Findings of the National Aged Care Workforce Report 2016
In March 2017 the Department of Health and Ageing (‘the Department’) released the National Aged Care Workforce Report 2016 (‘the Report’). The Report sets out the findings of research undertaken by the National Institute of Labour Studies at Flinders University on behalf of the Department, based on information obtained from over 4,500 aged care facilities and 15,000 aged care workers as at 2016.
Who is working in aged care and how has this changed?
The Report estimates that there were approximately 366,027 PAYG aged care workers as at 2016, representing a 4% increase in the number of workers since 2012. Of these, approximately 235,674 were employed in residential facilities and 130,263 in home care and home support outlets. The research indicates that a significant majority of these workers were employed in roles involving direct care as opposed to non-direct care.
The Report findings indicate that only a small minority of workers become involved in aged care as a first occupation. With the exception of nursing, the Report was unable to identify any clear pathways into aged care for other occupational groups, with workers drawn from a range of other industries.
Almost 90% of aged care workers employed in direct care are female and the median age of these workers was 49 years, which is higher than the national average for employees. When compared to 2012, the residential aged care workforce is getting younger and the home care/support workforce is getting older. 80% are employed on a permanent and part-time basis. The findings of the Report support that the aged care workers involved in the research were generally in good health, had high levels of post-school education and training, and that only a small minority expressed an intention to leave the sector within 12 months indicating a generally stable workforce.

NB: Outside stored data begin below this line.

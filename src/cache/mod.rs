/// Caching layer for the media service
///
/// Invalidate-on-write only — a dropped entry costs latency, never
/// correctness. Services receive the cache as an explicit `MediaCache`
/// port; `NoopCache` stands in where no redis is available (tests).
use crate::error::{AppError, Result};
use async_trait::async_trait;
use redis::aio::ConnectionManager;
use redis::AsyncCommands;
use std::sync::Arc;
use tokio::sync::Mutex;
use uuid::Uuid;

/// Video metadata cache TTL (5 minutes)
const VIDEO_TTL_SECONDS: u64 = 300;
/// Tag search result TTL (5 minutes)
const TAG_SEARCH_TTL_SECONDS: u64 = 300;
/// Popular tag aggregate TTL (10 minutes)
const POPULAR_TAGS_TTL_SECONDS: u64 = 600;
/// Warmed HLS segment TTL (5 minutes); eviction beyond this is redis's job
const SEGMENT_TTL_SECONDS: u64 = 300;

/// Cache port used by the lifecycle and engagement services
#[async_trait]
pub trait MediaCache: Send + Sync {
    async fn get_json(&self, key: &str) -> Result<Option<String>>;
    async fn set_json(&self, key: &str, payload: &str, ttl_seconds: u64) -> Result<()>;
    async fn delete(&self, key: &str) -> Result<()>;

    /// Store raw bytes (warmed HLS segments)
    async fn set_bytes(&self, key: &str, payload: &[u8], ttl_seconds: u64) -> Result<()>;
    async fn get_bytes(&self, key: &str) -> Result<Option<Vec<u8>>>;
}

/// Key and TTL helpers shared by all implementations
pub mod keys {
    use super::*;

    pub fn video(id: Uuid) -> String {
        format!("media:video:{id}")
    }

    pub fn tag_search(tag: &str, page: i64, limit: i64) -> String {
        format!("media:tags:search:{tag}:{page}:{limit}")
    }

    pub fn popular_tags(limit: i64) -> String {
        format!("media:tags:popular:{limit}")
    }

    pub fn segment(video_id: Uuid, filename: &str) -> String {
        format!("media:segment:{video_id}:{filename}")
    }

    pub const VIDEO_TTL: u64 = VIDEO_TTL_SECONDS;
    pub const TAG_SEARCH_TTL: u64 = TAG_SEARCH_TTL_SECONDS;
    pub const POPULAR_TAGS_TTL: u64 = POPULAR_TAGS_TTL_SECONDS;
    pub const SEGMENT_TTL: u64 = SEGMENT_TTL_SECONDS;
}

/// Redis-backed cache
#[derive(Clone)]
pub struct RedisCache {
    conn: Arc<Mutex<ConnectionManager>>,
}

impl RedisCache {
    pub async fn new(client: redis::Client) -> Result<Self> {
        let manager = ConnectionManager::new(client)
            .await
            .map_err(|e| AppError::Cache(format!("Failed to connect to Redis: {e}")))?;
        Ok(Self {
            conn: Arc::new(Mutex::new(manager)),
        })
    }
}

#[async_trait]
impl MediaCache for RedisCache {
    async fn get_json(&self, key: &str) -> Result<Option<String>> {
        let mut conn = self.conn.lock().await;
        let value: Option<String> = conn
            .get(key)
            .await
            .map_err(|e| AppError::Cache(format!("Failed to read from cache: {e}")))?;
        Ok(value)
    }

    async fn set_json(&self, key: &str, payload: &str, ttl_seconds: u64) -> Result<()> {
        let mut conn = self.conn.lock().await;
        conn.set_ex(key, payload, ttl_seconds)
            .await
            .map_err(|e| AppError::Cache(format!("Failed to write to cache: {e}")))
    }

    async fn delete(&self, key: &str) -> Result<()> {
        let mut conn = self.conn.lock().await;
        conn.del(key)
            .await
            .map(|_: usize| ())
            .map_err(|e| AppError::Cache(format!("Failed to delete cache key: {e}")))
    }

    async fn set_bytes(&self, key: &str, payload: &[u8], ttl_seconds: u64) -> Result<()> {
        let mut conn = self.conn.lock().await;
        conn.set_ex(key, payload, ttl_seconds)
            .await
            .map_err(|e| AppError::Cache(format!("Failed to write to cache: {e}")))
    }

    async fn get_bytes(&self, key: &str) -> Result<Option<Vec<u8>>> {
        let mut conn = self.conn.lock().await;
        let value: Option<Vec<u8>> = conn
            .get(key)
            .await
            .map_err(|e| AppError::Cache(format!("Failed to read from cache: {e}")))?;
        Ok(value)
    }
}

/// No-op implementation; every read misses, every write succeeds
#[derive(Clone, Default)]
pub struct NoopCache;

#[async_trait]
impl MediaCache for NoopCache {
    async fn get_json(&self, _key: &str) -> Result<Option<String>> {
        Ok(None)
    }

    async fn set_json(&self, _key: &str, _payload: &str, _ttl_seconds: u64) -> Result<()> {
        Ok(())
    }

    async fn delete(&self, _key: &str) -> Result<()> {
        Ok(())
    }

    async fn set_bytes(&self, _key: &str, _payload: &[u8], _ttl_seconds: u64) -> Result<()> {
        Ok(())
    }

    async fn get_bytes(&self, _key: &str) -> Result<Option<Vec<u8>>> {
        Ok(None)
    }
}

#[cfg(test)]
mod tests {
    use super::*;

    #[test]
    fn test_key_helpers() {
        let id = Uuid::nil();
        assert_eq!(
            keys::video(id),
            "media:video:00000000-0000-0000-0000-000000000000"
        );
        assert_eq!(keys::tag_search("puppy", 1, 20), "media:tags:search:puppy:1:20");
        assert_eq!(keys::popular_tags(10), "media:tags:popular:10");
        assert_eq!(
            keys::segment(id, "480p_007.ts"),
            "media:segment:00000000-0000-0000-0000-000000000000:480p_007.ts"
        );
    }

    #[tokio::test]
    async fn test_noop_cache_always_misses() {
        let cache = NoopCache;
        cache.set_json("k", "v", 60).await.unwrap();
        assert_eq!(cache.get_json("k").await.unwrap(), None);
        cache.set_bytes("k", b"v", 60).await.unwrap();
        assert_eq!(cache.get_bytes("k").await.unwrap(), None);
        cache.delete("k").await.unwrap();
    }
}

There is widespread use of volunteer staff in the aged care sector, with 83% of residential facilities and 51% of home care/support facilities using the service of volunteers.
According to the findings in the Report, job satisfaction in 2016 was high across all work aspects excluding pay. Home care and home support workers reported greater job satisfaction for time available to care for clients and having freedom in their work and less stress and pressure than workers in residential care.
How are aged care facilities changing?
The research results indicate that, as at 2016, the average size of residential aged care facilities had remained consistent since 2012, whilst the size of home care/support outlets had grown. A growing number of residential facilities (80%) belong to a large provider group. The number of facilities and outlets offering both residential and home care/support had decreased since 2012, indicating that facilities/outlets are becoming increasingly specialised in their respective sectors.
A number of facilities who were surveyed expressed concern about managing staffing levels, predominantly due to funding constraints. The responses support that there continues to be a shortage of Registered Nurses working within the aged care sector.
Emerging issues in the aged care workforce
It has been estimated by the Productivity Commission that the aged care workforce will need to have grown to around 980,000 workers by 2050.
The Report findings indicate that large outlets providing home care/support are expanding their workforce at a higher rate than small outlets which potentially creates an issue of market power, particularly in the rural context. The findings also indicate that residential facilities are using a lower ratio of direct care staff as they grow, which may have implications for the quality of the care that is being provided.
Whilst aged care workers expressed strong perceptions that insufficient staff numbers, higher workloads and the replacement of registered nurses with less qualified staff is impacting negatively on resident care in some facilities, this was not supported by the workforce data which indicated that overall staffing ratios and the proportion of registered nurses in the residential sector has remained constant since 2012.
Aged care workers also expressed concern about recent aged care reforms, including the introduction of Consumer Directed Care, and the impact the reforms may have on working conditions and employment. The Report recommends that the impact of the changes be monitored and addressed to promote ongoing stability within the aged care workforce.
The Report reviewed potential workforce competition between the aged care and disability sectors, and found that there is presently little interaction between the two sectors. With the rolling out of the full National Disability Insurance Scheme over the next two to three years it is anticipated that this may have a substantial impact on the aged care workforce, as the interaction between the two sectors is expected to increase.
The Report found that in 2016 there was a lower level of work related training for aged care workers when compared to 2012, and that there was a particular lack of access to training for workers in regional and rural areas. Priority areas identified in the Report for future training included dementia, palliative care and mental health in home care/support.